### Records supplied:
*-*-*
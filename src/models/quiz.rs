// src/models/quiz.rs

use std::sync::LazyLock;

use regex::Regex;
use serde::{Deserialize, Serialize};
use validator::Validate;

use super::validate_not_blank;

/// Option labels are single uppercase letters ("A", "B", ...).
pub(crate) static OPTION_LABEL: LazyLock<Regex> = LazyLock::new(|| {
    Regex::new(r"^[A-Z]$").expect("option label pattern is valid")
});

/// One selectable answer of a quiz.
#[derive(Debug, Clone, Serialize, Deserialize)]
#[serde(rename_all = "camelCase")]
pub struct QuizOption {
    pub label: String,
    pub text: String,
    pub is_correct: bool,
}

/// A single multiple-choice question with exactly one correct option.
/// This is the server-side view; clients only ever receive `PublicQuiz`.
#[derive(Debug, Clone, Serialize, Deserialize)]
pub struct Quiz {
    pub id: String,
    pub question: String,
    pub options: Vec<QuizOption>,
}

impl Quiz {
    pub fn correct_option(&self) -> Option<&QuizOption> {
        self.options.iter().find(|o| o.is_correct)
    }

    pub fn option(&self, label: &str) -> Option<&QuizOption> {
        self.options.iter().find(|o| o.label == label)
    }
}

/// DTO for sending a quiz to the client (excludes the answer key).
#[derive(Debug, Serialize)]
pub struct PublicQuiz {
    pub id: String,
    pub question: String,
    pub options: Vec<PublicOption>,
}

#[derive(Debug, Serialize)]
pub struct PublicOption {
    pub label: String,
    pub text: String,
}

impl From<&Quiz> for PublicQuiz {
    fn from(quiz: &Quiz) -> Self {
        Self {
            id: quiz.id.clone(),
            question: quiz.question.clone(),
            options: quiz
                .options
                .iter()
                .map(|o| PublicOption {
                    label: o.label.clone(),
                    text: o.text.clone(),
                })
                .collect(),
        }
    }
}

/// DTO for submitting an answer to one quiz.
#[derive(Debug, Deserialize, Validate)]
#[serde(rename_all = "camelCase")]
pub struct SubmitAnswerRequest {
    #[validate(
        length(min = 1, max = 50, message = "userName must be between 1 and 50 characters"),
        custom(function = validate_not_blank, message = "userName must not be blank")
    )]
    pub user_name: String,

    #[validate(
        length(min = 1, max = 100, message = "userId must be between 1 and 100 characters"),
        custom(function = validate_not_blank, message = "userId must not be blank")
    )]
    pub user_id: String,

    #[validate(length(min = 1, max = 50, message = "quizId must be between 1 and 50 characters"))]
    pub quiz_id: String,

    #[validate(regex(path = *OPTION_LABEL, message = "selectedOption must be a single letter A-Z"))]
    pub selected_option: String,
}

/// Outcome of one answer submission.
#[derive(Debug, Serialize)]
#[serde(rename_all = "camelCase")]
pub struct AnswerResult {
    pub is_correct: bool,
    pub correct_answer: String,
    pub message: String,
    /// The submitting user's score after this answer.
    pub score: u64,
}

#[cfg(test)]
mod tests {
    use super::*;

    fn sample() -> Quiz {
        Quiz {
            id: "q".into(),
            question: "?".into(),
            options: vec![
                QuizOption { label: "A".into(), text: "a".into(), is_correct: false },
                QuizOption { label: "B".into(), text: "b".into(), is_correct: true },
            ],
        }
    }

    #[test]
    fn public_view_hides_answer_key() {
        let json = serde_json::to_value(PublicQuiz::from(&sample())).unwrap();
        assert!(!json.to_string().contains("isCorrect"));
        assert_eq!(json["options"][1]["label"], "B");
    }

    #[test]
    fn finds_correct_option() {
        assert_eq!(sample().correct_option().unwrap().label, "B");
        assert!(sample().option("Z").is_none());
    }

    #[test]
    fn rejects_lowercase_and_multi_letter_labels() {
        let mut req = SubmitAnswerRequest {
            user_name: "u".into(),
            user_id: "id".into(),
            quiz_id: "quiz_1".into(),
            selected_option: "b".into(),
        };
        assert!(req.validate().is_err());
        req.selected_option = "AB".into();
        assert!(req.validate().is_err());
        req.selected_option = "B".into();
        assert!(req.validate().is_ok());
    }

    #[test]
    fn rejects_blank_user_name() {
        let req = SubmitAnswerRequest {
            user_name: "   ".into(),
            user_id: "id".into(),
            quiz_id: "quiz_1".into(),
            selected_option: "A".into(),
        };
        assert!(req.validate().is_err());
    }
}
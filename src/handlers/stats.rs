// src/handlers/stats.rs

use std::sync::Arc;

use axum::{Json, extract::State, response::IntoResponse};

use crate::{models::record::QuizRecord, scoring, store::Store};

/// Participant, answer and comment totals.
pub async fn overview(State(store): State<Arc<Store>>) -> impl IntoResponse {
    let snapshot = store.snapshot().await;
    Json(scoring::overview(&snapshot.records, &snapshot.comments))
}

/// Leaderboard, recomputed from all records on each call.
pub async fn user_leaderboard(State(store): State<Arc<Store>>) -> impl IntoResponse {
    let records = store.records().await;
    Json(scoring::leaderboard(&records))
}

pub async fn comment_stats(State(store): State<Arc<Store>>) -> impl IntoResponse {
    let comments = store.comments().await;
    Json(scoring::comment_stats(&comments))
}

/// Every answer record, newest first.
pub async fn quiz_records(State(store): State<Arc<Store>>) -> impl IntoResponse {
    Json(newest_first(store.records().await))
}

/// Orders records newest first by their store sequence id, which never
/// goes backwards even when the wall clock does.
pub(crate) fn newest_first(mut records: Vec<QuizRecord>) -> Vec<QuizRecord> {
    records.sort_by(|a, b| b.id.cmp(&a.id));
    records
}
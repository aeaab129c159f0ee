// src/utils/time.rs

use chrono::{DateTime, Local, Utc};

/// Formats an instant as local wall-clock "HH:MM", the way records and
/// comments display their time.
pub fn clock_time(at: DateTime<Utc>) -> String {
    at.with_timezone(&Local).format("%H:%M").to_string()
}

/// Compact local timestamp used in export file names.
pub fn file_stamp(at: DateTime<Utc>) -> String {
    at.with_timezone(&Local).format("%Y%m%d_%H%M%S").to_string()
}
// src/handlers/comment.rs

use std::sync::Arc;

use axum::{Json, extract::State, http::StatusCode, response::IntoResponse};

use crate::{
    error::AppError,
    models::comment::{CreateCommentRequest, LikeCommentRequest, LikeResponse},
    store::Store,
    utils::{extract::ValidJson, html::visible_text},
};

/// Create a new comment.
///
/// * Content is stored as sent (trimmed); markup-only content is rejected.
/// * Returns 201 with the stored comment.
pub async fn create_comment(
    State(store): State<Arc<Store>>,
    ValidJson(payload): ValidJson<CreateCommentRequest>,
) -> Result<impl IntoResponse, AppError> {
    let content = payload.content.trim().to_string();
    if visible_text(&content).trim().is_empty() {
        return Err(AppError::BadRequest(
            "Comment is empty after removing markup".to_string(),
        ));
    }

    let comment = store.add_comment(payload.user_name, content).await;
    tracing::info!(comment_id = %comment.id, user = %comment.user_name, "Comment created");

    Ok((StatusCode::CREATED, Json(comment)))
}

/// List all comments, newest first.
pub async fn list_comments(State(store): State<Arc<Store>>) -> impl IntoResponse {
    Json(store.comments().await)
}

/// Like or un-like a comment. No ownership or repeat checks.
pub async fn like_comment(
    State(store): State<Arc<Store>>,
    ValidJson(payload): ValidJson<LikeCommentRequest>,
) -> Result<impl IntoResponse, AppError> {
    let likes = store
        .like_comment(&payload.comment_id, payload.liked)
        .await
        .ok_or_else(|| {
            tracing::warn!("Like for unknown comment {}", payload.comment_id);
            AppError::NotFound("Comment not found".to_string())
        })?;

    Ok(Json(LikeResponse {
        success: true,
        likes,
    }))
}
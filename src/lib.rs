// src/lib.rs

pub mod catalog;
pub mod config;
pub mod error;
pub mod handlers;
pub mod models;
pub mod routes;
pub mod scoring;
pub mod state;
pub mod store;
pub mod utils;

// Re-export specific items for convenience if needed
pub use routes::create_router;
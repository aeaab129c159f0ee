// src/config.rs

use std::env;
use std::fmt::Display;
use std::str::FromStr;

use dotenvy::dotenv;

#[derive(Debug, Clone)]
pub struct Config {
    pub host: String,
    pub port: u16,
    pub rust_log: String,
    /// Directory for the daily rolling log file.
    pub log_dir: String,
    /// Polling interval of the admin dashboard, in seconds.
    pub admin_refresh_secs: u64,
    /// Optional JSON file replacing the built-in quiz catalog.
    pub quiz_catalog_path: Option<String>,
}

impl Config {
    pub fn from_env() -> Self {
        dotenv().ok();

        let host = env::var("HOST").unwrap_or_else(|_| "0.0.0.0".to_string());

        let port = parse_var("PORT", 8000);

        let rust_log = env::var("RUST_LOG").unwrap_or_else(|_| "info".to_string());

        let log_dir = env::var("LOG_DIR").unwrap_or_else(|_| "logs".to_string());

        let admin_refresh_secs = parse_var("ADMIN_REFRESH_SECS", 30);
        if admin_refresh_secs == 0 {
            panic!("ADMIN_REFRESH_SECS must be greater than zero");
        }

        let quiz_catalog_path = env::var("QUIZ_CATALOG_PATH")
            .ok()
            .filter(|p| !p.trim().is_empty());

        Self {
            host,
            port,
            rust_log,
            log_dir,
            admin_refresh_secs,
            quiz_catalog_path,
        }
    }

    /// Socket address string the server binds to.
    pub fn bind_address(&self) -> String {
        format!("{}:{}", self.host, self.port)
    }
}

fn parse_var<T>(key: &str, default: T) -> T
where
    T: FromStr,
    T::Err: Display,
{
    match env::var(key) {
        Ok(raw) => parse_value(key, &raw).unwrap_or_else(|e| panic!("{}", e)),
        Err(_) => default,
    }
}

fn parse_value<T>(key: &str, raw: &str) -> Result<T, String>
where
    T: FromStr,
    T::Err: Display,
{
    raw.trim()
        .parse()
        .map_err(|e| format!("Invalid value for {}: {:?} ({})", key, raw, e))
}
*-*-*
### Exercise objective:
Within the data, how many lines hold the word "extract"? State the number alone.

### Response to this task:
3